Although at various times I have studied original sources, both documents and texts, on all three empires, I have conducted extensive research only on the Mughals. The Mughal chapter is derived in great part from my Formation of the Mughal Empire and from further research that I hope will appear in a later book on the Mughals. The Ottoman and Safavid chapters depend on the work of other historians. Some of the interpretation is original, but none of the research is. My many professional colleagues who have spent untold hours deciphering Ottoman archival documents may resent my intrusion into their field; I can only respond that if my book succeeds in its purpose, its readers will swiftly progress from my work to theirs. Like most general works, it is likely to satisfy its readers in its treatment of everything but their own specialties.
The introduction explains the historiographic setting and interpretive themes of the book. The second chapter, Common Heritage, Common Dilemma explains the shared political traditions and structures and the political impasse in the Islamic world that the Ottoman, Safavid, and Mughal polities overcame. The three substantive chapters begin with a brief description of the history and institutions of each empire, followed by chronological summaries and sections on the military political institutions, economies, societies, and cultural forms. The conclusion deals with overall interpretive issues.
Notes
J. H. Hexter, The Historian and His Day, in Reappraisals in History: New Views on History and Society in Early Modern Europe, with a foreword by Peter Laslett (Evanston, IL: Northwestern Univesity Press, 1961), 1. Multiple reprints. Hexter attributes the concept to R. L. Schuyler.
Authors Note and Acknowledgments
Twenty years have passed since Peter Kracht, the original editor for the project at Westview, called me about writing this book. The reader may have no interest in the circumstances that caused the long delay but is at least entitled to an explanation. For my part, I received no outside funding to support the project and spent most of those years engaged in child rearing as well as other professional pursuits. I have had a full-time university affiliation only since 2005 and never had ready access to a major research library. The only form of institutional support I have received has come from the Institute of World Politics (IWP), where I have taught as an adjunct professor since 2006, which provided me with research assistance in the summers of 2008 and 2009.

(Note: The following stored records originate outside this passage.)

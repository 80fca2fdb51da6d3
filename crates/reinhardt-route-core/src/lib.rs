//! History and hash routing core for Reinhardt single-page applications.
//!
//! The core turns URL changes into route callbacks:
//!
//! 1. a [`NavigationHost`](host::NavigationHost) reports `popstate`,
//!    `hashchange` and link clicks;
//! 2. the runtime reduces the current URL to a canonical path (base, origin
//!    and one leading/trailing slash removed) and broadcasts it once per
//!    distinct path;
//! 3. every live [`Router`] matches the path against its filters in order
//!    and runs the actions of the first match.
//!
//! ## Filters
//!
//! - `/users/:id` captures a named, optional segment
//! - `/files/*` captures one positional segment
//! - `/docs/..` matches anything below `/docs`
//! - `@` is the default route, run when nothing else matches
//!
//! ## Example
//!
//! ```
//! use reinhardt_route_core::RouterRuntime;
//! use reinhardt_route_core::host::MemoryHost;
//!
//! let host = MemoryHost::new("http://localhost/");
//! let runtime = RouterRuntime::with_host(host.clone()).unwrap();
//!
//! let users = runtime.create();
//! users.register("/users/:id", |args| {
//!     assert_eq!(args.get("id"), Some("42"));
//! });
//!
//! assert!(runtime.navigate("/users/42"));
//! ```

#![cfg_attr(docsrs, feature(doc_cfg))]

pub mod logging;

mod click;
pub mod config;
mod emitter;
pub mod error;
pub mod global;
pub mod host;
pub mod observable;
pub mod parser;
pub mod path;
pub mod query;
pub mod router;
pub mod runtime;

pub use config::{ClickEventKind, RouterConfig};
pub use error::RouteError;
pub use host::{Anchor, ClickEvent, ClickOutcome, HostListener, NavigationHost};
pub use observable::{ListenerId, Observable};
pub use parser::{DEFAULT_ROUTE, Parsers, PrimaryParser, RouteArgs, SecondaryParser};
pub use router::{RouteAction, RouteCommand, Router};
pub use runtime::RouterRuntime;

/// Commonly used items.
pub mod prelude {
	pub use crate::global::{navigate, register, register_default, with_runtime};
	pub use crate::{
		NavigationHost, RouteArgs, RouteCommand, RouteError, Router, RouterConfig, RouterRuntime,
	};
}
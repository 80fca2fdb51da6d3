//! Link-click interception policy.
//!
//! A click is turned into history navigation only when it is a plain
//! primary click on a same-origin anchor that stays inside the base, is not
//! a same-document fragment jump, and resolves to a route. Everything else
//! is left to the browser.

use crate::debug_log;
use crate::host::{ClickEvent, ClickOutcome};
use crate::path::{before_base, is_hash_base, origin_of, path_from_base, path_from_root, without_fragment};
use crate::runtime::RuntimeShared;

pub(crate) fn intercept(runtime: &RuntimeShared, event: &ClickEvent) -> ClickOutcome {
	if event.button != 0
		|| event.meta_key
		|| event.ctrl_key
		|| event.shift_key
		|| event.default_prevented
	{
		return ClickOutcome::Native;
	}

	let Some(anchor) = &event.anchor else {
		return ClickOutcome::Native;
	};
	let Some(href) = anchor.href.as_deref() else {
		return ClickOutcome::Native;
	};
	if anchor.download || anchor.target.as_deref().is_some_and(|target| target != "_self") {
		return ClickOutcome::Native;
	}

	let Some(location) = runtime.host().current_url() else {
		return ClickOutcome::Native;
	};
	match origin_of(&location) {
		Some(origin) if href.starts_with(origin) => {}
		_ => return ClickOutcome::Native,
	}

	if href != location {
		let base = runtime.base();
		let fragment_jump = without_fragment(href) == without_fragment(&location);
		let outside_base = if is_hash_base(&base) {
			before_base(href, &base) != before_base(&location, &base)
		} else {
			!path_from_root(href).starts_with(base.as_str())
		};
		if fragment_jump || outside_base {
			return ClickOutcome::Native;
		}

		let title = anchor.title.as_deref().filter(|title| !title.is_empty());
		if !runtime.navigate(path_from_base(href, &base), title, false) {
			debug_log!("No route for {:?}; following link natively", href);
			return ClickOutcome::Native;
		}
	}

	ClickOutcome::Intercepted
}
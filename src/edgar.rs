//! Filing discovery and download against SEC EDGAR.
//!
//! Discovery scrapes the browse page for a company (one request per filing
//! type), then follows each result's `-index.html` page to the real filing
//! document. EDGAR rejects requests without a descriptive `User-Agent`, so
//! the client requires one up front.

use reqwest::Client;
use scraper::{Html, Selector};
use serde::{Deserialize, Serialize};
use url::Url;

use crate::types::PipelineError;

/// One filing discovered on EDGAR.
#[derive(Clone, Debug, Serialize, Deserialize)]
pub struct Filing {
    pub cik: String,
    /// Type as listed, e.g. `10-K` or `10-K/A`.
    pub filing_type: String,
    /// Accession number, taken from the index page file name.
    pub accession: String,
    /// Filing date as shown on the browse page.
    pub date: String,
    /// Direct URL of the filing document.
    pub document_url: Url,
}

/// HTTP client for EDGAR browse and archive pages.
#[derive(Clone, Debug)]
pub struct EdgarClient {
    client: Client,
    base_url: Url,
}

impl EdgarClient {
    /// Builds a client rooted at `base_url` (normally `https://www.sec.gov`)
    /// sending `user_agent` on every request.
    pub fn new(base_url: Url, user_agent: &str) -> Result<Self, PipelineError> {
        let client = Client::builder()
            .user_agent(user_agent)
            .use_rustls_tls()
            .build()?;
        Ok(Self { client, base_url })
    }

    /// Discovers filings of the given types for a company.
    ///
    /// Returns one [`Filing`] per matching row, in browse-page order per
    /// filing type. An unknown CIK or an over-narrow filter simply yields an
    /// empty list; the pipeline decides whether that is fatal.
    pub async fn fetch_filings(
        &self,
        cik: &str,
        filing_types: &[String],
    ) -> Result<Vec<Filing>, PipelineError> {
        let padded = pad_cik(cik);
        let mut filings = Vec::new();

        for filing_type in filing_types {
            let browse_url = self.browse_url(&padded, filing_type)?;
            tracing::debug!(url = %browse_url, "fetching EDGAR browse page");
            let body = self.get_text(browse_url).await?;

            for row in parse_browse_rows(&body, filing_type) {
                let index_url = self
                    .base_url
                    .join(&row.index_href)
                    .map_err(|err| PipelineError::InvalidDocument(err.to_string()))?;
                let index_body = self.get_text(index_url).await?;
                let Some(doc_href) = parse_index_document_href(&index_body) else {
                    continue;
                };
                let document_url = self
                    .base_url
                    .join(&doc_href)
                    .map_err(|err| PipelineError::InvalidDocument(err.to_string()))?;

                filings.push(Filing {
                    cik: cik.to_string(),
                    filing_type: row.filing_type,
                    accession: row.accession,
                    date: row.date,
                    document_url,
                });
            }
        }

        Ok(filings)
    }

    /// Downloads a filing document body.
    pub async fn fetch_document(&self, url: &Url) -> Result<String, PipelineError> {
        self.get_text(url.clone()).await
    }

    fn browse_url(&self, padded_cik: &str, filing_type: &str) -> Result<Url, PipelineError> {
        let mut url = self
            .base_url
            .join("/cgi-bin/browse-edgar")
            .map_err(|err| PipelineError::InvalidDocument(err.to_string()))?;
        url.query_pairs_mut()
            .append_pair("action", "getcompany")
            .append_pair("CIK", padded_cik)
            .append_pair("type", filing_type)
            .append_pair("count", "100")
            .append_pair("owner", "exclude");
        Ok(url)
    }

    async fn get_text(&self, url: Url) -> Result<String, PipelineError> {
        let response = self.client.get(url).send().await?.error_for_status()?;
        Ok(response.text().await?)
    }
}

/// Zero-pads a numeric CIK to the ten digits EDGAR expects; non-numeric
/// input is passed through untouched.
fn pad_cik(cik: &str) -> String {
    match cik.trim().parse::<u64>() {
        Ok(numeric) => format!("{numeric:010}"),
        Err(_) => cik.trim().to_string(),
    }
}

struct BrowseRow {
    filing_type: String,
    index_href: String,
    accession: String,
    date: String,
}

fn selector(css: &str) -> Selector {
    Selector::parse(css).expect("static selector parses")
}

/// Pulls matching rows out of a browse page's filings table.
///
/// Rows whose type cell does not start with the requested type are skipped,
/// as are malformed rows; a page without the table yields nothing.
fn parse_browse_rows(body: &str, filing_type: &str) -> Vec<BrowseRow> {
    let document = Html::parse_document(body);
    let row_sel = selector("table.tableFile2 tr");
    let cell_sel = selector("td");
    let link_sel = selector("a");
    let wanted = filing_type.to_uppercase();

    let mut rows = Vec::new();
    for row in document.select(&row_sel) {
        let cells: Vec<_> = row.select(&cell_sel).collect();
        if cells.len() < 4 {
            continue;
        }
        let row_type = cell_text(&cells[0]);
        if !row_type.to_uppercase().starts_with(&wanted) {
            continue;
        }
        let Some(href) = cells[1]
            .select(&link_sel)
            .next()
            .and_then(|a| a.value().attr("href"))
        else {
            continue;
        };
        let accession = href
            .rsplit('/')
            .next()
            .unwrap_or_default()
            .replace("-index.html", "");

        rows.push(BrowseRow {
            filing_type: row_type,
            index_href: href.to_string(),
            accession,
            date: cell_text(&cells[3]),
        });
    }
    rows
}

/// First document link on a filing's index page, if the page has the
/// expected documents table.
fn parse_index_document_href(body: &str) -> Option<String> {
    let document = Html::parse_document(body);
    let row_sel = selector("table.tableFile tr");
    let link_sel = selector("a");

    document
        .select(&row_sel)
        .nth(1)
        .and_then(|row| {
            row.select(&link_sel)
                .next()
                .and_then(|a| a.value().attr("href"))
                .map(str::to_string)
        })
}

fn cell_text(cell: &scraper::ElementRef<'_>) -> String {
    cell.text().collect::<String>().trim().to_string()
}

#[cfg(test)]
mod tests {
    use super::*;
    use httpmock::prelude::*;

    const BROWSE_PAGE: &str = r#"
        <html><body>
        <table class="tableFile2">
          <tr><th>Filings</th><th>Format</th><th>Description</th><th>Date</th></tr>
          <tr>
            <td>10-K</td>
            <td><a href="/Archives/edgar/data/789019/000078901925000049/0000789019-25-000049-index.html">Documents</a></td>
            <td>Annual report</td>
            <td>2025-01-30</td>
          </tr>
          <tr>
            <td>10-K/A</td>
            <td><a href="/Archives/edgar/data/789019/000078901924000012/0000789019-24-000012-index.html">Documents</a></td>
            <td>Amended annual report</td>
            <td>2024-02-01</td>
          </tr>
          <tr>
            <td>8-K</td>
            <td><a href="/Archives/edgar/data/789019/000078901925000100/0000789019-25-000100-index.html">Documents</a></td>
            <td>Current report</td>
            <td>2025-03-02</td>
          </tr>
        </table>
        </body></html>"#;

    const INDEX_PAGE: &str = r#"
        <html><body>
        <table class="tableFile">
          <tr><th>Seq</th><th>Description</th><th>Document</th></tr>
          <tr><td>1</td><td>10-K</td><td><a href="/Archives/edgar/data/789019/msft-10k.htm">msft-10k.htm</a></td></tr>
          <tr><td>2</td><td>Exhibit</td><td><a href="/Archives/edgar/data/789019/ex-21.htm">ex-21.htm</a></td></tr>
        </table>
        </body></html>"#;

    #[test]
    fn browse_rows_match_on_type_prefix() {
        let rows = parse_browse_rows(BROWSE_PAGE, "10-K");
        assert_eq!(rows.len(), 2, "10-K matches 10-K and 10-K/A but not 8-K");
        assert_eq!(rows[0].filing_type, "10-K");
        assert_eq!(rows[0].accession, "0000789019-25-000049");
        assert_eq!(rows[0].date, "2025-01-30");
        assert_eq!(rows[1].filing_type, "10-K/A");
    }

    #[test]
    fn pages_without_the_filings_table_yield_nothing() {
        assert!(parse_browse_rows("<html><body>No results.</body></html>", "10-K").is_empty());
    }

    #[test]
    fn index_page_first_document_row_wins() {
        let href = parse_index_document_href(INDEX_PAGE).unwrap();
        assert_eq!(href, "/Archives/edgar/data/789019/msft-10k.htm");
    }

    #[test]
    fn cik_is_zero_padded_to_ten_digits() {
        assert_eq!(pad_cik("789019"), "0000789019");
        assert_eq!(pad_cik(" 789019 "), "0000789019");
        assert_eq!(pad_cik("not-a-cik"), "not-a-cik");
    }

    #[tokio::test]
    async fn fetch_filings_follows_index_pages() {
        let server = MockServer::start_async().await;
        server
            .mock_async(|when, then| {
                when.method(GET)
                    .path("/cgi-bin/browse-edgar")
                    .query_param("CIK", "0000789019")
                    .query_param("type", "10-K");
                then.status(200).body(BROWSE_PAGE);
            })
            .await;
        server
            .mock_async(|when, then| {
                when.method(GET)
                    .path_contains("-index.html");
                then.status(200).body(INDEX_PAGE);
            })
            .await;

        let client = EdgarClient::new(
            Url::parse(&server.base_url()).unwrap(),
            "filingsmith test agent",
        )
        .unwrap();
        let filings = client
            .fetch_filings("789019", &["10-K".to_string()])
            .await
            .unwrap();

        assert_eq!(filings.len(), 2);
        assert_eq!(filings[0].cik, "789019");
        assert_eq!(filings[0].accession, "0000789019-25-000049");
        assert!(
            filings[0]
                .document_url
                .path()
                .ends_with("msft-10k.htm")
        );
    }

    #[tokio::test]
    async fn non_success_status_surfaces_as_upstream_error() {
        let server = MockServer::start_async().await;
        server
            .mock_async(|when, then| {
                when.method(GET).path("/cgi-bin/browse-edgar");
                then.status(403);
            })
            .await;

        let client = EdgarClient::new(
            Url::parse(&server.base_url()).unwrap(),
            "filingsmith test agent",
        )
        .unwrap();
        let err = client
            .fetch_filings("789019", &["10-K".to_string()])
            .await
            .unwrap_err();
        assert!(matches!(err, PipelineError::Upstream(_)));
    }
}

Much has changed over those two decades. My parents, Jane and Alan Streusand, who were enormously supportive of my aspirations in general and of this project in particular, have passed from the scene. My daughters, Deb and Rachel, have grown from cute little girls into formidable young women. I do not rue the time I spent nurturing them rather than this book. My wife, Esther, has been the constant; I hope she shares in the satisfaction of the projects completion.